Exercise goal :: Reproduce the listing that follows, unchanged and complete.

Data records ::
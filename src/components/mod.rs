//! UI Components
//!
//! Each component maps keys to Actions and renders itself. Components never
//! touch the question store directly.

pub mod add_question_dialog;
pub mod bank;
pub mod help_dialog;
pub mod layout;
pub mod notification_log;
pub mod quit_dialog;

pub use add_question_dialog::AddQuestionDialog;
pub use bank::{draw_bank_screen, BankRenderContext, QuestionBankComponent};
pub use help_dialog::HelpDialog;
pub use layout::{calculate_bank_layout, centered_popup};
pub use notification_log::NotificationLogDialog;
pub use quit_dialog::QuitDialog;
use crate::model::User;
use anyhow::{Context, Result};
use serde::{Deserialize, Serialize};
use std::env;
use std::fs;
use std::path::{Path, PathBuf};

fn default_notification_secs() -> u64 {
    4
}

#[derive(Debug, Clone, Serialize, Deserialize)]
pub struct Config {
    /// Path of the question bank JSON document
    pub data_file: String,
    #[serde(default)]
    pub user: User,
    /// How long a notification stays in the status bar
    #[serde(default = "default_notification_secs")]
    pub notification_secs: u64,
    /// tracing filter used when RUST_LOG is not set
    #[serde(default, skip_serializing_if = "Option::is_none")]
    pub log_filter: Option<String>,
}

impl Default for Config {
    fn default() -> Self {
        let data_file = Self::config_dir()
            .map(|dir| dir.join("bank.json"))
            .unwrap_or_else(|| PathBuf::from("bank.json"));
        Self {
            data_file: data_file.to_string_lossy().to_string(),
            user: User::default(),
            notification_secs: default_notification_secs(),
            log_filter: None,
        }
    }
}

impl Config {
    pub fn config_dir() -> Option<PathBuf> {
        let home = env::var("HOME").ok()?;
        Some(PathBuf::from(home).join(".question-bank"))
    }

    fn config_path() -> Option<PathBuf> {
        Self::config_dir().map(|dir| dir.join("config.json"))
    }

    /// Load the config, writing the defaults on first start
    ///
    /// An existing file that cannot be read or parsed is an error and is
    /// left untouched.
    pub fn load_or_init() -> Result<Config> {
        match Self::config_path() {
            Some(path) => Self::load_or_init_at(&path),
            None => Ok(Config::default()),
        }
    }

    fn load_or_init_at(path: &Path) -> Result<Config> {
        if let Some(config) = Self::load_from(path)? {
            return Ok(config);
        }
        let config = Config::default();
        // A read-only home still gets a working session
        if let Err(e) = config.save_to(path) {
            tracing::warn!(error = ?e, "could not write default config");
        }
        Ok(config)
    }

    /// `None` when the file does not exist yet
    fn load_from(path: &Path) -> Result<Option<Config>> {
        if !path.exists() {
            return Ok(None);
        }
        let contents = fs::read_to_string(path)
            .with_context(|| format!("Failed to read config {}", path.display()))?;
        let config = serde_json::from_str(&contents)
            .with_context(|| format!("Failed to parse config {}", path.display()))?;
        Ok(Some(config))
    }

    /// Save the config to disk
    fn save_to(&self, path: &Path) -> Result<()> {
        if let Some(dir) = path.parent() {
            if !dir.exists() {
                fs::create_dir_all(dir)
                    .with_context(|| format!("Failed to create {}", dir.display()))?;
            }
        }

        let contents = serde_json::to_string_pretty(self)?;
        fs::write(path, contents)
            .with_context(|| format!("Failed to write config {}", path.display()))?;

        Ok(())
    }

    pub fn data_path(&self) -> PathBuf {
        PathBuf::from(&self.data_file)
    }

    pub fn notification_ttl(&self) -> chrono::Duration {
        chrono::Duration::seconds(self.notification_secs as i64)
    }
}

#[cfg(test)]
mod tests {
    use super::*;
    use crate::model::question::UserRole;

    #[test]
    fn test_partial_config_fills_defaults() {
        let config: Config = serde_json::from_str(r#"{"data_file":"/tmp/bank.json"}"#).unwrap();
        assert_eq!(config.data_path(), PathBuf::from("/tmp/bank.json"));
        assert_eq!(config.notification_secs, 4);
        assert_eq!(config.user.role, Some(UserRole::Admin));
        assert!(config.log_filter.is_none());
        assert_eq!(config.notification_ttl(), chrono::Duration::seconds(4));
    }

    #[test]
    fn test_first_start_writes_defaults() {
        let dir = tempfile::tempdir().unwrap();
        let path = dir.path().join(".question-bank").join("config.json");

        let config = Config::load_or_init_at(&path).unwrap();
        assert_eq!(config.notification_secs, 4);
        assert!(path.exists());

        let reloaded = Config::load_from(&path).unwrap().unwrap();
        assert_eq!(reloaded.data_file, config.data_file);
    }

    #[test]
    fn test_existing_config_is_kept() {
        let dir = tempfile::tempdir().unwrap();
        let path = dir.path().join("config.json");
        fs::write(&path, r#"{"data_file":"/srv/quiz/bank.json","notification_secs":9}"#).unwrap();

        let config = Config::load_or_init_at(&path).unwrap();
        assert_eq!(config.data_file, "/srv/quiz/bank.json");
        assert_eq!(config.notification_secs, 9);
    }

    #[test]
    fn test_invalid_config_is_an_error_and_not_overwritten() {
        let dir = tempfile::tempdir().unwrap();
        let path = dir.path().join("config.json");
        let contents = r#"{"data_file":"/srv/quiz/bank.json","notification_secs":"ten"}"#;
        fs::write(&path, contents).unwrap();

        let err = Config::load_or_init_at(&path).unwrap_err();
        assert!(err.to_string().contains("Failed to parse config"));
        assert_eq!(fs::read_to_string(&path).unwrap(), contents);
    }
}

Finished exercise ::
filename src/components/mod.rs
//! UI Components
//!
//! Each component maps keys to Actions and renders itself. Components never
//! touch the question store directly.

pub mod add_question_dialog;
pub mod bank;
pub mod help_dialog;
pub mod layout;
pub mod notification_log;
pub mod quit_dialog;

pub use add_question_dialog::AddQuestionDialog;
pub use bank::{draw_bank_screen, BankRenderContext, QuestionBankComponent};
pub use help_dialog::HelpDialog;
pub use layout::{calculate_bank_layout, centered_popup};
pub use notification_log::NotificationLogDialog;
pub use quit_dialog::QuitDialog;
use crate::model::User;
use anyhow::{Context, Result};
use serde::{Deserialize, Serialize};
use std::env;
use std::fs;
use std::path::{Path, PathBuf};

fn default_notification_secs() -> u64 {
    4
}

#[derive(Debug, Clone, Serialize, Deserialize)]
pub struct Config {
    /// Path of the question bank JSON document
    pub data_file: String,
    #[serde(default)]
    pub user: User,
    /// How long a notification stays in the status bar
    #[serde(default = "default_notification_secs")]
    pub notification_secs: u64,
    /// tracing filter used when RUST_LOG is not set
    #[serde(default, skip_serializing_if = "Option::is_none")]
    pub log_filter: Option<String>,
}

impl Default for Config {
    fn default() -> Self {
        let data_file = Self::config_dir()
            .map(|dir| dir.join("bank.json"))
            .unwrap_or_else(|| PathBuf::from("bank.json"));
        Self {
            data_file: data_file.to_string_lossy().to_string(),
            user: User::default(),
            notification_secs: default_notification_secs(),
            log_filter: None,
        }
    }
}

impl Config {
    pub fn config_dir() -> Option<PathBuf> {
        let home = env::var("HOME").ok()?;
        Some(PathBuf::from(home).join(".question-bank"))
    }

    fn config_path() -> Option<PathBuf> {
        Self::config_dir().map(|dir| dir.join("config.json"))
    }

    /// Load the config, writing the defaults on first start
    ///
    /// An existing file that cannot be read or parsed is an error and is
    /// left untouched.
    pub fn load_or_init() -> Result<Config> {
        match Self::config_path() {
            Some(path) => Self::load_or_init_at(&path),
            None => Ok(Config::default()),
        }
    }

    fn load_or_init_at(path: &Path) -> Result<Config> {
        if let Some(config) = Self::load_from(path)? {
            return Ok(config);
        }
        let config = Config::default();
        // A read-only home still gets a working session
        if let Err(e) = config.save_to(path) {
            tracing::warn!(error = ?e, "could not write default config");
        }
        Ok(config)
    }

    /// `None` when the file does not exist yet
    fn load_from(path: &Path) -> Result<Option<Config>> {
        if !path.exists() {
            return Ok(None);
        }
        let contents = fs::read_to_string(path)
            .with_context(|| format!("Failed to read config {}", path.display()))?;
        let config = serde_json::from_str(&contents)
            .with_context(|| format!("Failed to parse config {}", path.display()))?;
        Ok(Some(config))
    }

    /// Save the config to disk
    fn save_to(&self, path: &Path) -> Result<()> {
        if let Some(dir) = path.parent() {
            if !dir.exists() {
                fs::create_dir_all(dir)
                    .with_context(|| format!("Failed to create {}", dir.display()))?;
            }
        }

        let contents = serde_json::to_string_pretty(self)?;
        fs::write(path, contents)
            .with_context(|| format!("Failed to write config {}", path.display()))?;

        Ok(())
    }

    pub fn data_path(&self) -> PathBuf {
        PathBuf::from(&self.data_file)
    }

    pub fn notification_ttl(&self) -> chrono::Duration {
        chrono::Duration::seconds(self.notification_secs as i64)
    }
}

#[cfg(test)]
mod tests {
    use super::*;
    use crate::model::question::UserRole;

    #[test]
    fn test_partial_config_fills_defaults() {
        let config: Config = serde_json::from_str(r#"{"data_file":"/tmp/bank.json"}"#).unwrap();
        assert_eq!(config.data_path(), PathBuf::from("/tmp/bank.json"));
        assert_eq!(config.notification_secs, 4);
        assert_eq!(config.user.role, Some(UserRole::Admin));
        assert!(config.log_filter.is_none());
        assert_eq!(config.notification_ttl(), chrono::Duration::seconds(4));
    }

    #[test]
    fn test_first_start_writes_defaults() {
        let dir = tempfile::tempdir().unwrap();
        let path = dir.path().join(".question-bank").join("config.json");

        let config = Config::load_or_init_at(&path).unwrap();
        assert_eq!(config.notification_secs, 4);
        assert!(path.exists());

        let reloaded = Config::load_from(&path).unwrap().unwrap();
        assert_eq!(reloaded.data_file, config.data_file);
    }

    #[test]
    fn test_existing_config_is_kept() {
        let dir = tempfile::tempdir().unwrap();
        let path = dir.path().join("config.json");
        fs::write(&path, r#"{"data_file":"/srv/quiz/bank.json","notification_secs":9}"#).unwrap();

        let config = Config::load_or_init_at(&path).unwrap();
        assert_eq!(config.data_file, "/srv/quiz/bank.json");
        assert_eq!(config.notification_secs, 9);
    }

    #[test]
    fn test_invalid_config_is_an_error_and_not_overwritten() {
        let dir = tempfile::tempdir().unwrap();
        let path = dir.path().join("config.json");
        let contents = r#"{"data_file":"/srv/quiz/bank.json","notification_secs":"ten"}"#;
        fs::write(&path, contents).unwrap();

        let err = Config::load_or_init_at(&path).unwrap_err();
        assert!(err.to_string().contains("Failed to parse config"));
        assert_eq!(fs::read_to_string(&path).unwrap(), contents);
    }
}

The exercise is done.